Ms. Lara Uhlenhaut, a co-author of the situation analysis noted that MoTEVT could launch a comprehensive secondary school awareness campaign to reach not only young girls, but also their parents, and introducing non-mixed classes in industrial institutes where are the a majority of students are men
Curricula should be strengthened with training in life skills, such as leadership, negotiation, initiative, confidence and applying for jobs, as well as basic guidelines in how to start up an independent business. These packages can also be adapted and specifically target traditional centers with women from poorer backgrounds, she said.
Dr. Simel Esim, a senior technical specialist with ILO said that progress should be tracked using gender responsive monitoring and evaluation system in the sector, it added.
The International Labor Organization is recommendations also included strengthening coordination between the Ministry of Technical Education and Vocational Training and organizations promoting women’s employment, including Trade unions and chambers of commerce as well as the Business Women Committee, the National Woman Committee, the Directorate General of Women Workers at the Ministry of Labour and Social Affairs and the Productive Family Centre at the Ministry of Labor and Social Affairs.
Government efforts
The Ministry of Technical Education and Vocational Training has already reduced fees for women in order to attract more women in technical education and vocational training. It has also established the Department of Women and Qualitative Training that is in charge of addressing women, the disabled and the socially marginalized.

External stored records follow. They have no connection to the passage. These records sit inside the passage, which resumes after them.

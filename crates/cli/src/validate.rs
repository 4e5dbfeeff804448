//! `hips validate` and `hips ingest`.

use std::path::{Path, PathBuf};

use hips_io::{json, Store};
use hips_recon::{validate_dir, Outcome, Schema, Severity, ValidateOptions, ValidationReport};

use crate::render::render_tree;
use crate::{CliError, Context};

/// Run the engine and print the diagnostic tree unless it was streamed or suppressed.
fn run(ctx: &Context, dir: &Path, schema: &Schema, options: ValidateOptions, quiet: bool) -> ValidationReport {
    let report = validate_dir(dir, schema, &options);

    // --verbose already streamed every diagnostic through the logger
    if !quiet && !ctx.verbose {
        eprint!("{}", render_tree(&report.diagnostics, Severity::Info, ctx.color));
    }
    report
}

/// Map a finished run to its exit status.
fn outcome_result(report: &ValidationReport, dir: &Path) -> Result<(), CliError> {
    match report.outcome {
        Outcome::Valid => Ok(()),
        Outcome::Invalid => Err(CliError::invalid(format!(
            "{} is invalid ({} errors, {} warnings in {} of {} files)",
            dir.display(),
            report.summary.errors,
            report.summary.warnings,
            report.summary.files_failed,
            report.summary.files,
        ))),
        Outcome::Aborted => {
            let message = report
                .diagnostics
                .iter()
                .rev()
                .find(|d| d.severity == Severity::Critical)
                .map(|d| d.message.clone())
                .unwrap_or_else(|| "validation aborted".to_string());
            Err(CliError::schema(message).with_hint("the schema documents do not cover this data"))
        }
    }
}

pub fn cmd_validate(
    ctx: &Context,
    dir: PathBuf,
    schema_flag: Option<PathBuf>,
    options: ValidateOptions,
    json_output: bool,
    output: Option<PathBuf>,
    quiet: bool,
) -> Result<(), CliError> {
    let schema = ctx.load_schema(schema_flag)?;
    let report = run(ctx, &dir, &schema, options, quiet);

    if json_output {
        let text = serde_json::to_string_pretty(&report)
            .map_err(|e| CliError::io(format!("failed to serialize report: {}", e)))?;
        println!("{}", text);
    }

    if let Some(path) = &output {
        match &report.record {
            Some(record) => {
                json::write_record(record, path)
                    .map_err(|e| CliError::io(format!("failed to write {}: {}", path.display(), e)))?;
                tracing::debug!("Wrote record to {}", path.display());
            }
            None => {
                return outcome_result(&report, &dir)
                    .map_err(|e| e.with_hint(format!("no record written to {}", path.display())));
            }
        }
    }

    outcome_result(&report, &dir)
}

pub fn cmd_ingest(
    ctx: &Context,
    dir: PathBuf,
    schema_flag: Option<PathBuf>,
    options: ValidateOptions,
    db: Option<PathBuf>,
    quiet: bool,
) -> Result<(), CliError> {
    let schema = ctx.load_schema(schema_flag)?;
    let report = run(ctx, &dir, &schema, options, quiet);
    outcome_result(&report, &dir).map_err(|e| e.with_hint("nothing was ingested"))?;

    let Some(record) = &report.record else {
        return Err(CliError::invalid("validation produced no record"));
    };

    let db_path = ctx.store_path(db);
    if let Some(parent) = db_path.parent().filter(|p| !p.as_os_str().is_empty()) {
        std::fs::create_dir_all(parent)
            .map_err(|e| CliError::io(format!("failed to create {}: {}", parent.display(), e)))?;
    }

    let mut store = Store::open(&db_path).map_err(CliError::store)?;
    let id = store.ingest(record, &schema.nucleus_columns()).map_err(CliError::store)?;

    println!(
        "Ingested {} as image {} ({} regions, {} nuclei) into {}",
        record.image_name,
        id,
        record.regions.len(),
        record.nucleus_count(),
        db_path.display(),
    );
    Ok(())
}
//! Schema registry: expected field sets and per-dataset type maps.
//!
//! A [`Schema`] is loaded once from four JSON documents and passed by
//! reference into every engine call. Several schemas can coexist in one
//! process.
//!
//! ```text
//! common.json      ["Identifier.ObjectCode", "Identifier.Xmin", ...]
//! meta_only.json   ["Classif.StandardClass", ...]
//! props_only.json  ["slide", "roiname", "Size.Area", ...]
//! types.json       {"meta": {"Identifier.Xmin": "int", ...},
//!                   "props": {"Identifier.Xmin": "intfloat", ...},
//!                   "enum_values": {"meta": {"Classif.StandardClass": [...]}}}
//! ```

use std::collections::{BTreeMap, BTreeSet, HashMap};
use std::fmt;
use std::path::Path;

use serde::{Deserialize, Serialize};

use crate::error::HipsError;
use crate::model::Dataset;

/// Field names the engine itself depends on.
pub mod fields {
    pub const OBJECT_CODE: &str = "Identifier.ObjectCode";
    pub const XMIN: &str = "Identifier.Xmin";
    pub const YMIN: &str = "Identifier.Ymin";
    pub const XMAX: &str = "Identifier.Xmax";
    pub const YMAX: &str = "Identifier.Ymax";
    pub const CENTROID_X: &str = "Identifier.CentroidX";
    pub const CENTROID_Y: &str = "Identifier.CentroidY";

    /// Props fields repeated by the enclosing image/region in the output.
    pub const SLIDE: &str = "slide";
    pub const ROI_NAME: &str = "roiname";

    /// Identity and geometry fields every schema must declare as common.
    pub const IDENTITY: [&str; 7] = [OBJECT_CODE, XMIN, YMIN, XMAX, YMAX, CENTROID_X, CENTROID_Y];

    /// Taken from the meta row when building a nucleus.
    pub const META_AUTHORITATIVE: [&str; 5] = [OBJECT_CODE, XMIN, YMIN, CENTROID_X, CENTROID_Y];

    /// Taken from the props row when building a nucleus.
    pub const PROPS_AUTHORITATIVE: [&str; 2] = [XMAX, YMAX];

    pub const DROPPED_PROPS: [&str; 2] = [SLIDE, ROI_NAME];
}

/// Output field name for a source field: structural dots become underscores.
pub fn flatten_field_name(name: &str) -> String {
    name.replace('.', "_")
}

// ---------------------------------------------------------------------------
// Type tags
// ---------------------------------------------------------------------------

#[derive(Debug, Clone, Copy, PartialEq, Eq, Hash, Serialize, Deserialize)]
#[serde(rename_all = "lowercase")]
pub enum TypeTag {
    Int,
    /// Integral quantity serialized upstream as a float literal.
    IntFloat,
    Float,
    String,
    Enum,
}

impl fmt::Display for TypeTag {
    fn fmt(&self, f: &mut fmt::Formatter<'_>) -> fmt::Result {
        match self {
            Self::Int => write!(f, "int"),
            Self::IntFloat => write!(f, "intfloat"),
            Self::Float => write!(f, "float"),
            Self::String => write!(f, "string"),
            Self::Enum => write!(f, "enum"),
        }
    }
}

#[derive(Debug, Clone, Default, PartialEq, Eq)]
pub struct DatasetTypes {
    pub tags: HashMap<String, TypeTag>,
    pub enum_values: HashMap<String, BTreeSet<String>>,
}

impl DatasetTypes {
    pub fn tag(&self, field: &str) -> Option<TypeTag> {
        self.tags.get(field).copied()
    }

    pub fn legal_values(&self, field: &str) -> Option<&BTreeSet<String>> {
        self.enum_values.get(field)
    }
}

// ---------------------------------------------------------------------------
// Documents
// ---------------------------------------------------------------------------

#[derive(Debug, Deserialize)]
struct TypeDocument {
    meta: HashMap<String, TypeTag>,
    props: HashMap<String, TypeTag>,
    #[serde(default)]
    enum_values: EnumValuesDocument,
}

#[derive(Debug, Default, Deserialize)]
struct EnumValuesDocument {
    #[serde(default)]
    meta: HashMap<String, Vec<String>>,
    #[serde(default)]
    props: HashMap<String, Vec<String>>,
}

fn parse_field_set(document: &str, input: &str) -> Result<BTreeSet<String>, HipsError> {
    let names: Vec<String> = serde_json::from_str(input).map_err(|e| HipsError::SchemaParse {
        document: document.into(),
        message: e.to_string(),
    })?;
    Ok(names.into_iter().collect())
}

fn dataset_types(tags: HashMap<String, TypeTag>, enums: HashMap<String, Vec<String>>) -> DatasetTypes {
    DatasetTypes {
        tags,
        enum_values: enums
            .into_iter()
            .map(|(field, values)| (field, values.into_iter().collect()))
            .collect(),
    }
}

// ---------------------------------------------------------------------------
// Output column catalogue
// ---------------------------------------------------------------------------

#[derive(Debug, Clone, PartialEq, Eq, Serialize)]
#[serde(tag = "type", rename_all = "snake_case")]
pub enum StorageType {
    Integer,
    Real,
    Text,
    Choice { values: Vec<String>, max_length: usize },
}

impl StorageType {
    fn for_tag(tag: TypeTag, legal: Option<&BTreeSet<String>>) -> Self {
        match tag {
            TypeTag::Int | TypeTag::IntFloat => Self::Integer,
            TypeTag::Float => Self::Real,
            TypeTag::String => Self::Text,
            TypeTag::Enum => {
                let values: Vec<String> = legal.map(|v| v.iter().cloned().collect()).unwrap_or_default();
                let max_length = values.iter().map(|v| v.chars().count()).max().unwrap_or(0);
                Self::Choice { values, max_length }
            }
        }
    }

    pub fn sql_type(&self) -> &'static str {
        match self {
            Self::Integer => "INTEGER",
            Self::Real => "REAL",
            Self::Text | Self::Choice { .. } => "TEXT",
        }
    }
}

/// One column of the nucleus output.
#[derive(Debug, Clone, PartialEq, Eq, Serialize)]
pub struct NucleusColumn {
    /// Field name as it appears in the CSV header.
    pub source: String,
    /// Flattened identifier used in the output record.
    pub name: String,
    /// Dataset the value is taken from.
    pub dataset: Dataset,
    pub storage: StorageType,
}

// ---------------------------------------------------------------------------
// Schema
// ---------------------------------------------------------------------------

#[derive(Debug, Clone, PartialEq, Eq)]
pub struct Schema {
    pub common_fields: BTreeSet<String>,
    pub meta_only_fields: BTreeSet<String>,
    pub props_only_fields: BTreeSet<String>,
    pub meta_types: DatasetTypes,
    pub props_types: DatasetTypes,
}

impl Schema {
    pub const COMMON_DOCUMENT: &'static str = "common.json";
    pub const META_ONLY_DOCUMENT: &'static str = "meta_only.json";
    pub const PROPS_ONLY_DOCUMENT: &'static str = "props_only.json";
    pub const TYPES_DOCUMENT: &'static str = "types.json";

    /// Load and validate the four schema documents from `dir`.
    pub fn from_dir(dir: &Path) -> Result<Self, HipsError> {
        if !dir.is_dir() {
            return Err(HipsError::Io(format!("no schema directory at {}", dir.display())));
        }
        let read = |name: &str| -> Result<String, HipsError> {
            let path = dir.join(name);
            std::fs::read_to_string(&path)
                .map_err(|e| HipsError::Io(format!("cannot read {}: {e}", path.display())))
        };

        let common = read(Self::COMMON_DOCUMENT)?;
        let meta_only = read(Self::META_ONLY_DOCUMENT)?;
        let props_only = read(Self::PROPS_ONLY_DOCUMENT)?;
        let types = read(Self::TYPES_DOCUMENT)?;
        Self::from_json_documents(&common, &meta_only, &props_only, &types)
    }

    pub fn from_json_documents(
        common: &str,
        meta_only: &str,
        props_only: &str,
        types: &str,
    ) -> Result<Self, HipsError> {
        let type_doc: TypeDocument =
            serde_json::from_str(types).map_err(|e| HipsError::SchemaParse {
                document: Self::TYPES_DOCUMENT.into(),
                message: e.to_string(),
            })?;

        let schema = Schema {
            common_fields: parse_field_set(Self::COMMON_DOCUMENT, common)?,
            meta_only_fields: parse_field_set(Self::META_ONLY_DOCUMENT, meta_only)?,
            props_only_fields: parse_field_set(Self::PROPS_ONLY_DOCUMENT, props_only)?,
            meta_types: dataset_types(type_doc.meta, type_doc.enum_values.meta),
            props_types: dataset_types(type_doc.props, type_doc.enum_values.props),
        };
        schema.validate()?;
        Ok(schema)
    }

    pub fn validate(&self) -> Result<(), HipsError> {
        // The three field sets must be disjoint
        let overlaps = [
            ("common", &self.common_fields, "meta-only", &self.meta_only_fields),
            ("common", &self.common_fields, "props-only", &self.props_only_fields),
            ("meta-only", &self.meta_only_fields, "props-only", &self.props_only_fields),
        ];
        for (a_name, a, b_name, b) in overlaps {
            if let Some(field) = a.intersection(b).next() {
                return Err(HipsError::SchemaValidation(format!(
                    "field '{field}' is listed as both {a_name} and {b_name}"
                )));
            }
        }

        for field in fields::IDENTITY {
            if !self.common_fields.contains(field) {
                return Err(HipsError::SchemaValidation(format!(
                    "common fields must include '{field}'"
                )));
            }
        }

        for dataset in Dataset::ALL {
            let types = self.types(dataset);
            for field in self.expected_fields(dataset) {
                match types.tag(&field) {
                    None => {
                        return Err(HipsError::SchemaValidation(format!(
                            "field '{field}' has no entry in {dataset} types"
                        )))
                    }
                    Some(TypeTag::Enum) if types.legal_values(&field).is_none() => {
                        return Err(HipsError::UnregisteredEnum { dataset, field });
                    }
                    Some(_) => {}
                }
            }
        }

        // Flattened output names must stay unique
        let mut seen: BTreeMap<String, String> = BTreeMap::new();
        for column in self.nucleus_columns() {
            if let Some(previous) = seen.insert(column.name.clone(), column.source.clone()) {
                return Err(HipsError::SchemaValidation(format!(
                    "fields '{previous}' and '{}' both flatten to '{}'",
                    column.source, column.name
                )));
            }
        }

        Ok(())
    }

    pub fn types(&self, dataset: Dataset) -> &DatasetTypes {
        match dataset {
            Dataset::Meta => &self.meta_types,
            Dataset::Props => &self.props_types,
        }
    }

    pub fn only_fields(&self, dataset: Dataset) -> &BTreeSet<String> {
        match dataset {
            Dataset::Meta => &self.meta_only_fields,
            Dataset::Props => &self.props_only_fields,
        }
    }

    /// Exact header set a file of `dataset` must carry.
    pub fn expected_fields(&self, dataset: Dataset) -> BTreeSet<String> {
        self.common_fields
            .union(self.only_fields(dataset))
            .cloned()
            .collect()
    }

    /// Columns of a nucleus entry in output order: identity and geometry,
    /// then meta-only fields, then props-only fields.
    pub fn nucleus_columns(&self) -> Vec<NucleusColumn> {
        let column = |source: &str, dataset: Dataset| {
            let types = self.types(dataset);
            let storage = types
                .tag(source)
                .map(|tag| StorageType::for_tag(tag, types.legal_values(source)))
                .unwrap_or(StorageType::Text);
            NucleusColumn {
                source: source.to_string(),
                name: flatten_field_name(source),
                dataset,
                storage,
            }
        };

        let mut columns = Vec::new();
        for field in fields::IDENTITY {
            let dataset = if fields::PROPS_AUTHORITATIVE.contains(&field) {
                Dataset::Props
            } else {
                Dataset::Meta
            };
            columns.push(column(field, dataset));
        }
        for field in &self.meta_only_fields {
            columns.push(column(field, Dataset::Meta));
        }
        for field in &self.props_only_fields {
            if !fields::DROPPED_PROPS.contains(&field.as_str()) {
                columns.push(column(field, Dataset::Props));
            }
        }
        columns
    }

    /// Reverse of [`flatten_field_name`] for the fields of this schema.
    pub fn source_field(&self, flat: &str) -> Option<String> {
        self.nucleus_columns()
            .into_iter()
            .find(|c| c.name == flat)
            .map(|c| c.source)
    }
}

However, this step has been seen as an approach tends to further marginalize and exclude women by treating them as separate targets, as opposed to equal beneficiaries as young men.
Moreover, efforts have been made by the ministry and the donor community to identify niches and offer attractive courses where women can tap into. Two such courses were identified by the EU, photography and desk-top publishing, a successful initiative that is both relevant to the labor market and suitable to Yemeni social norms.
Since 2004, the ministry is striving to implement strategic plan that is expected to shift the sector to cater to the labor market's demand, and improve equity in access to technical education and vocational training opportunities.
The plan calls for more courses, development of linkages with the labor market, management decentralization, and improving training centers’ responsiveness to employment demand.
Increased participation of women in the system is also stressed in the plan, although to date there is no specific baseline or target for women’s participation and no cross - cutting policy adopting a ‘gender equality perspective’ for equal representation of women and men in the sector.
The strategy’s focus is rather on targeting women in the training sector as a separate targeted group along with school drop outs, people with disabilities, and those seeking to establish micro-enterprises.
"Even if woman wants to develop [her skills], there still needs to be help and support from surrounding society" said Filistin, a trainee at the National and Tourism institute.
"Slowly, I believe there can be a change in Yemen, when it comes to women's advancement," she said. "Change will be a balance between gradual societal change and women's own will for self development … it needs time."